Sanskrit and other Indian languages that borrow from it use the names of the gods associated with each direction: east (Indra), southeast (Agni), south (Yama/Dharma), southwest (Nirrti), west (Varuna), northwest (Vayu), north (Kubera/Heaven) and northeast (Ishana/Shiva). North is associated with the Himalayas and heaven while the south is associated with the underworld or land of the fathers (Pitr loka). The directions are named by adding "disha" to the names of each god or entity: e.g. Indradisha (direction of Indra) or Pitrdisha (direction of the forefathers i.e. south).
The Hopi language and the Tewa dialect spoken by the Arizona Tewa have proper names for the solstitial directions, which are approximately intercardinal, rather than for the cardinal directions.

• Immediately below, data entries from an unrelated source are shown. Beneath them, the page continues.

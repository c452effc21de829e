//! Virtual display allocation
//!
//! The supervisor renders the guest application on an off-screen X
//! server (Xvfb). Allocation goes through the [`DisplayAllocator`] trait
//! so tests can substitute a display that has no backing server process.

mod registry;
mod xvfb;

pub use registry::DisplayRegistry;
pub use xvfb::XvfbAllocator;

use std::fmt;
use std::time::Duration;

use async_trait::async_trait;
use serde::{Deserialize, Serialize};

use crate::error::Result;
use crate::process::ManagedProcess;

/// Identifies one allocated virtual display (`:N`)
#[derive(Debug, Clone, Copy, PartialEq, Eq, Serialize, Deserialize)]
pub struct DisplayHandle(pub u32);

impl DisplayHandle {
    /// X11 display string, e.g. `:42`
    pub fn display_string(&self) -> String {
        format!(":{}", self.0)
    }
}

impl fmt::Display for DisplayHandle {
    fn fmt(&self, f: &mut fmt::Formatter<'_>) -> fmt::Result {
        write!(f, ":{}", self.0)
    }
}

/// Virtual display configuration
#[derive(Debug, Clone, Serialize, Deserialize)]
pub struct DisplayConfig {
    /// Display width in pixels
    pub width: u32,
    /// Display height in pixels
    pub height: u32,
    /// Color depth in bits
    pub depth: u32,
    /// Display server binary
    pub binary: String,
    /// Directory holding X lock files (`.X<n>-lock`)
    pub lock_dir: String,
    /// Directory holding X sockets (`X<n>`)
    pub socket_dir: String,
    /// How long to wait for the display server to come up
    pub ready_timeout: Duration,
}

impl Default for DisplayConfig {
    fn default() -> Self {
        Self {
            width: 1280,
            height: 720,
            depth: 24,
            binary: "Xvfb".to_string(),
            lock_dir: "/tmp".to_string(),
            socket_dir: "/tmp/.X11-unix".to_string(),
            ready_timeout: Duration::from_secs(5),
        }
    }
}

/// An allocated display plus the server process backing it.
///
/// Owned exclusively by the supervisor for the duration of one run; the
/// handle is invalid after [`ActiveDisplay::release`].
#[derive(Debug)]
pub struct ActiveDisplay {
    handle: DisplayHandle,
    server: Option<ManagedProcess>,
}

impl ActiveDisplay {
    pub fn new(handle: DisplayHandle, server: Option<ManagedProcess>) -> Self {
        Self { handle, server }
    }

    pub fn handle(&self) -> DisplayHandle {
        self.handle
    }

    /// Stop the display server. Best-effort: a termination timeout is
    /// logged, not surfaced, and the handle is considered released
    /// either way.
    pub async fn release(&mut self, timeout: Duration) {
        if let Some(mut server) = self.server.take() {
            if let Err(e) = server.terminate(timeout).await {
                tracing::warn!("Failed to stop display server cleanly: {}", e);
            }
        }
        tracing::info!("Display {} released", self.handle);
    }
}

/// Display allocation interface
#[async_trait]
pub trait DisplayAllocator: Send + Sync {
    /// Allocate a fresh display ready for clients to connect.
    async fn allocate(&self, config: &DisplayConfig) -> Result<ActiveDisplay>;
}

Use of the compass directions is common and deeply embedded in European and Chinese culture (see south-pointing chariot). Some other cultures make greater use of other referents, such as towards the sea or towards the mountains (Hawaii, Bali), or upstream and downstream (most notably in ancient Egypt, also in the Yurok and Karuk languages). Lengo (Guadalcanal, Solomon Islands) has four non-compass directions: landward, seaward, upcoast, and downcoast.